Monday, February 14, 2011

Spare, Disquieting Power

This appeared in yesterday's edition of New Delhi's The Sunday Guardian

NEMESIS Philip Roth


As of now, India, Pakistan, Afghanistan and Nigeria are the four countries in the world where the polio virus is still endemic. Should the ongoing immunisation campaigns be successful, polio could well go the way of smallpox in being completely eradicated.  Although fear of the affliction is on the wane, this, of course, wasn’t always the case. In mid-20th century America, for example, there was a series of polio epidemics that left thousands crippled, notably President Roosevelt. Such an epidemic, and the tragedy and fear that follow in its wake, forms the backdrop of Philip Roth's 31st book, Nemesis.

The moment a novelist uses an infectious outbreak as a subject, one is on guard for allegorical resonances. In Albert Camus’ The Plague, a city in Algiers is ravaged by a pestilence because of the citizens’ initial reluctance to act, the obvious parallel being with the Nazi occupation of France. Closer home, Kalpish Ratna’s The Quarantine Papers contrasts an outbreak of plague in 19th century Mumbai with the fear over the city after the Babri Masjid demolition in 1992.
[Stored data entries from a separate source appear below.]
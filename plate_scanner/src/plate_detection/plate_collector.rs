use std::fs;
use std::path::{Path, PathBuf};

use crossbeam::channel::Sender;
use opencv::core::Vector;
use opencv::imgcodecs::imwrite;
use opencv::prelude::Mat;
use plate_common::config::ScanConfig;
use plate_common::metrics;
use plate_common::plate_format::PlateFormat;
use plate_common::plate_registry::PlateRegistry;
use plate_common::Error;
use rusted_pipe::channels::read_channel::InputGenerator;
use rusted_pipe::channels::typed_read_channel::ReadChannel1;
use rusted_pipe::graph::processor::TerminalProcessor;
use rusted_pipe::RustedPipeError;
use tracing::{debug, info, warn};
use uuid::Uuid;

use super::{CapturedPlate, PlateRead};

/// `MH12AB1234_3f9a1c.jpg`
pub fn crop_file_name(plate: &str) -> String {
    let suffix = Uuid::new_v4().simple().to_string();
    format!("{plate}_{}.jpg", &suffix[..6])
}

/// End of the pipeline: validates, dedups and keeps the crop of every new plate.
pub struct PlateCollector {
    format: PlateFormat,
    registry: PlateRegistry,
    crops_dir: PathBuf,
    accepted: Sender<CapturedPlate>,
}

impl PlateCollector {
    pub fn new(
        config: &ScanConfig,
        crops_dir: &Path,
        accepted: Sender<CapturedPlate>,
    ) -> plate_common::Result<Self> {
        fs::create_dir_all(crops_dir)?;
        Ok(Self {
            format: PlateFormat::new(config.state_codes.iter().cloned()),
            registry: PlateRegistry::new(config.similarity_threshold),
            crops_dir: crops_dir.to_path_buf(),
            accepted,
        })
    }

    /// True for a valid plate that was not seen before in this video.
    pub fn accept(&mut self, text: &str) -> bool {
        if !self.format.is_valid(text) {
            debug!(text, "rejected plate format");
            return false;
        }
        if !self.registry.offer(text) {
            debug!(text, "duplicate plate");
            return false;
        }
        true
    }

    fn save_crop(&self, plate: &str, crop: &Mat) -> plate_common::Result<PathBuf> {
        let path = self.crops_dir.join(crop_file_name(plate));
        let location = path
            .to_str()
            .ok_or_else(|| Error::InvalidInput(format!("non UTF-8 path {}", path.display())))?;
        let written =
            imwrite(location, crop, &Vector::new()).map_err(|e| Error::Video(e.to_string()))?;
        if !written {
            return Err(Error::Video(format!("encoder refused {location}")));
        }
        Ok(path)
    }

    pub fn collect(&mut self, read: PlateRead) -> Option<CapturedPlate> {
        if !self.accept(&read.text) {
            return None;
        }

        let crop_path = match self.save_crop(&read.text, &read.crop) {
            Ok(path) => Some(path),
            Err(e) => {
                warn!(plate = %read.text, error = %e, "cannot save plate crop");
                None
            }
        };
        metrics::PLATES_ACCEPTED.inc();
        info!(plate = %read.text, region = ?read.region, "new plate");

        let captured = CapturedPlate {
            plate: read.text,
            crop_path,
        };
        if self.accepted.send(captured.clone()).is_err() {
            warn!(plate = %captured.plate, "scan runner is gone, plate not reported");
        }
        Some(captured)
    }
}

impl TerminalProcessor for PlateCollector {
    type INPUT = ReadChannel1<Vec<PlateRead>>;
    fn handle(
        &mut self,
        mut input: <Self::INPUT as InputGenerator>::INPUT,
    ) -> Result<(), RustedPipeError> {
        if let Some(reads) = input.c1_owned() {
            for read in reads.data {
                self.collect(read);
            }
        }
        Ok(())
    }
}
Nemesis revolves around the travails of the idealistic Bucky Cantor, 22-year-old physical education instructor in Newark, New Jersey. It is a sweltering summer in 1944, and Bucky has escaped the draft because of poor eyesight. (As it turns out, he proves to be myopic in more ways than one.)  Roth’s evocative descriptions of Newark’s Jewish neighbourhood puts one in mind of his first published pieces of work, such as Goodbye Columbus: “…most of the stores were closed except for Tabatchnick’s, catering to the Sunday morning smoked-fish trade, the corner candy stores that were selling the Sunday papers, and the bakery, selling coffee cake and bagels for Sunday breakfast.”

It’s when boys from the playground that Bucky oversees start to fall ill with polio that the people of the neighbourhood start to worry, taking what precautions they can to prevent the epidemic from spreading. There was no polio vaccine at the time – it was at least a decade away – and more boys get infected, causing the uneasy Bucky to finally listen to his fiancĂ©e’s advice to join her at a summer camp where she is working as a counsellor. Though Bucky does this, he remains guilt-ridden over leaving the polio-stricken town. All too soon, however, boys in the camp start to get polio, too.

Without giving too much away, the rest of this slim novel details Bucky’s fate, outlining a theme that Roth has explored in his past few novels such as Everyman and Indignation:  the role of capricious chance in our lives. As the father of one of the afflicted boys says, “You do only the right thing, the right thing and the right thing and the right thing, going back all the way. You try to be a thoughtful person, a reasonable person, an accommodating person, and then this happens. Where is the sense in life?”  Later, Bucky is “struck by how lives diverge and by how powerless each of us is up against the force of circumstance.” This sentiment is summed up at the novel’s finale by a character who was a boy at Bucky’s playground: “Any biography is chance, and, beginning at conception, chance – the tyranny of contingency – is everything”.  Nemesis lies in wait for each one of us.

Given today’s terror-stricken times, another reading of this outbreak could well be the climate of fear and suspicion capable of infecting us all. Take the town’s reactions to Howard, a mentally-challenged neighbourhood youth, whose personal hygiene is suspect and who is pilloried as being a carrier of the virus. At another time, Bucky’s doctor says: “I’m against the frightening of Jewish kids. I’m against the frightening of Jews, period. That was Europe, that’s why Jews fled. This is America. The less fear the better. Fear unmans us. Fear degrades us.”  Such instances apart, Roth keeps his narrative literal and on-the-surface; such a reading is only peripherally supported by the text.

As with his other late-stage novels, Roth’s prose tries to make up in bluntness what it lacks in sinuousness. What is of note here is the care taken with structure. The ending packs a punch because of a shift in point of view, and the final scene, a re-enactment of Bucky’s prowess in his prime, is all the more poignant because of its placement. Nemesis, then, may not be as capacious as the work of Roth’s prime, but does possess a spare, disquieting power.